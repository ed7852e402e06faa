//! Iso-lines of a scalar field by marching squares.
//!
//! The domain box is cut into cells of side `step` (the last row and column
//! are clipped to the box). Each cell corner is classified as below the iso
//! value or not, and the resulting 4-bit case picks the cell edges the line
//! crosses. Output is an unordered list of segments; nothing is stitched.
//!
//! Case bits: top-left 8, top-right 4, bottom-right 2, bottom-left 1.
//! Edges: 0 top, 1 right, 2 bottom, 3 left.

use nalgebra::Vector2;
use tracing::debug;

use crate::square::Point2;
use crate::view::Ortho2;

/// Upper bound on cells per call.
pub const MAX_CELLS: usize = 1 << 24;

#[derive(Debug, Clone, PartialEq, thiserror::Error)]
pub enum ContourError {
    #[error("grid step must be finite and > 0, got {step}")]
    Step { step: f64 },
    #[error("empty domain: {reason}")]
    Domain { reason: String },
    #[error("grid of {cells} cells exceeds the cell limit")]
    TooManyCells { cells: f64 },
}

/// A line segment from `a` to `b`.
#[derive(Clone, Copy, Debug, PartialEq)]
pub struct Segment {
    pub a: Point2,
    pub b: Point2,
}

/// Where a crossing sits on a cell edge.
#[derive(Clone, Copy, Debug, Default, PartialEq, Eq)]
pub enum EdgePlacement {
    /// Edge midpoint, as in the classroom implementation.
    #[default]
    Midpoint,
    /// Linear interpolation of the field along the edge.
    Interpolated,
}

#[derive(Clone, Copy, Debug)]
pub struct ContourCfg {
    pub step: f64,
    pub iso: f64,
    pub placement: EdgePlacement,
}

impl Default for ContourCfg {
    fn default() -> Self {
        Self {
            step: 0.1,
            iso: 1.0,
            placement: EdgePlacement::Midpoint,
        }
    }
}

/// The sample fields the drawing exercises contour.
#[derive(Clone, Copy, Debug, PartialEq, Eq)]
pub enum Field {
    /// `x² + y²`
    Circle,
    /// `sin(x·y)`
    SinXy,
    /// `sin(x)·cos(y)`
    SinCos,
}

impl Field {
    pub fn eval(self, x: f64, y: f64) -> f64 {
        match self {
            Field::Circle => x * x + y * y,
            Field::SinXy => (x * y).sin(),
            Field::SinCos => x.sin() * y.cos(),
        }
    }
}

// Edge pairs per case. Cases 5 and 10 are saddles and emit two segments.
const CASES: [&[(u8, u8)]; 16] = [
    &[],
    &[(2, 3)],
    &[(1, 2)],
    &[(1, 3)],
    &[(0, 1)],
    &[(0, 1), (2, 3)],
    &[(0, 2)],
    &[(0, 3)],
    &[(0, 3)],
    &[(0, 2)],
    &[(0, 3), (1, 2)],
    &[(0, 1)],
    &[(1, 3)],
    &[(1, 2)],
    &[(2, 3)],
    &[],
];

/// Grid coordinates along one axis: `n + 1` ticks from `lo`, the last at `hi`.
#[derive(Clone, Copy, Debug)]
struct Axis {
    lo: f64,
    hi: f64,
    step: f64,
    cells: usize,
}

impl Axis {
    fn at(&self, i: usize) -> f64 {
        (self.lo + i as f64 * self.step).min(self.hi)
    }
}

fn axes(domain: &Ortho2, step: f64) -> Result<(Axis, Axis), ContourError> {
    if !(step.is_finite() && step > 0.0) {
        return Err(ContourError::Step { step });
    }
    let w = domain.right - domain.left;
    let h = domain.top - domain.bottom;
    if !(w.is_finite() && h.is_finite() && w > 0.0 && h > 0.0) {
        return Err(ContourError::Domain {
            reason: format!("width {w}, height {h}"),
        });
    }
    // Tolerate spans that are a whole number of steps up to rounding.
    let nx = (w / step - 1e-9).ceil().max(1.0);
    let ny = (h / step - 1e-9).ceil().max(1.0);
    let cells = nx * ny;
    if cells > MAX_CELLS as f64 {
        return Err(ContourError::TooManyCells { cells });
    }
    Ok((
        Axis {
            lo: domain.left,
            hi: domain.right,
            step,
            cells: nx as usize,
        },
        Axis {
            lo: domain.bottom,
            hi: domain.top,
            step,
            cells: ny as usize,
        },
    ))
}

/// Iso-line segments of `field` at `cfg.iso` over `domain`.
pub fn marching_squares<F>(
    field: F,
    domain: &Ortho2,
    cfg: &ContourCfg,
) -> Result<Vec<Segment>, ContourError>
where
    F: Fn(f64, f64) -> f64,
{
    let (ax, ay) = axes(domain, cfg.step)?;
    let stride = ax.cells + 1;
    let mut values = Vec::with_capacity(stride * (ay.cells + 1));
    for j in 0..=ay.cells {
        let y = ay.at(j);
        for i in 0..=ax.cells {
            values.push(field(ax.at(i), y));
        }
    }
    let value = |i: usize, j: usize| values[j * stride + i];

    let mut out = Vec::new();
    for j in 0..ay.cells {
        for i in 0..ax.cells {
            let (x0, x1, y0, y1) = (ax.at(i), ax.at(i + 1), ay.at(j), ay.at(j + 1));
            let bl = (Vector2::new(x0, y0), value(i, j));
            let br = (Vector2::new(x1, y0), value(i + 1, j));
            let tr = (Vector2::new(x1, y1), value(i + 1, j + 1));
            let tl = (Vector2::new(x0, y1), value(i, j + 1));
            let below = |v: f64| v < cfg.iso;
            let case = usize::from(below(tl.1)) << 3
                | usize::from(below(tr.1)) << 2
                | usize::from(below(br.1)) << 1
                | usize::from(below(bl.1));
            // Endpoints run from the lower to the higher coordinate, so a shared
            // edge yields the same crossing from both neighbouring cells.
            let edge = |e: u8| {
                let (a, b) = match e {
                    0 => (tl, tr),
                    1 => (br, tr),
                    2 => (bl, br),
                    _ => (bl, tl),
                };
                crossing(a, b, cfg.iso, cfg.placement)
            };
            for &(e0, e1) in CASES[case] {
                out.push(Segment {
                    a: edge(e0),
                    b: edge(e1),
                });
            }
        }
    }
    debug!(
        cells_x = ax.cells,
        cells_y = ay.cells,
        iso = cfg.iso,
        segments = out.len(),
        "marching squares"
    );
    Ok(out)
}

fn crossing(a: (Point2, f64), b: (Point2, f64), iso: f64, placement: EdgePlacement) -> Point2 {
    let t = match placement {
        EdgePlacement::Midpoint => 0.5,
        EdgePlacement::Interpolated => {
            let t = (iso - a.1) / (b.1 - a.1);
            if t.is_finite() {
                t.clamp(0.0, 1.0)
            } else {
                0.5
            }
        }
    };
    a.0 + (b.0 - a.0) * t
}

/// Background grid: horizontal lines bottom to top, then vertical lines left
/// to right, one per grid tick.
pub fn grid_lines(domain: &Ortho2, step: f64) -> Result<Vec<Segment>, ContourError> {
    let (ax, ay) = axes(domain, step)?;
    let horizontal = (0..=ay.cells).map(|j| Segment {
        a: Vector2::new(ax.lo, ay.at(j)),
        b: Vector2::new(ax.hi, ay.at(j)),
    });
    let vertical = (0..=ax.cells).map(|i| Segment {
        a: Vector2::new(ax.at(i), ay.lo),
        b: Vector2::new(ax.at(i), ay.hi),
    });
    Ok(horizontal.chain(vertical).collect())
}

* _Action item_
All that is wanted is the line with "pub fn grid_lines(domain: &Ortho2, step: f64)" and every later line in the entries, reproduced exactly.

* _Answer to the problem_
pub fn grid_lines(domain: &Ortho2, step: f64) -> Result<Vec<Segment>, ContourError> {
    let (ax, ay) = axes(domain, step)?;
    let horizontal = (0..=ay.cells).map(|j| Segment {
        a: Vector2::new(ax.lo, ay.at(j)),
        b: Vector2::new(ax.hi, ay.at(j)),
    });
    let vertical = (0..=ax.cells).map(|i| Segment {
        a: Vector2::new(ax.at(i), ay.lo),
        b: Vector2::new(ax.at(i), ay.hi),
    });
    Ok(horizontal.chain(vertical).collect())
}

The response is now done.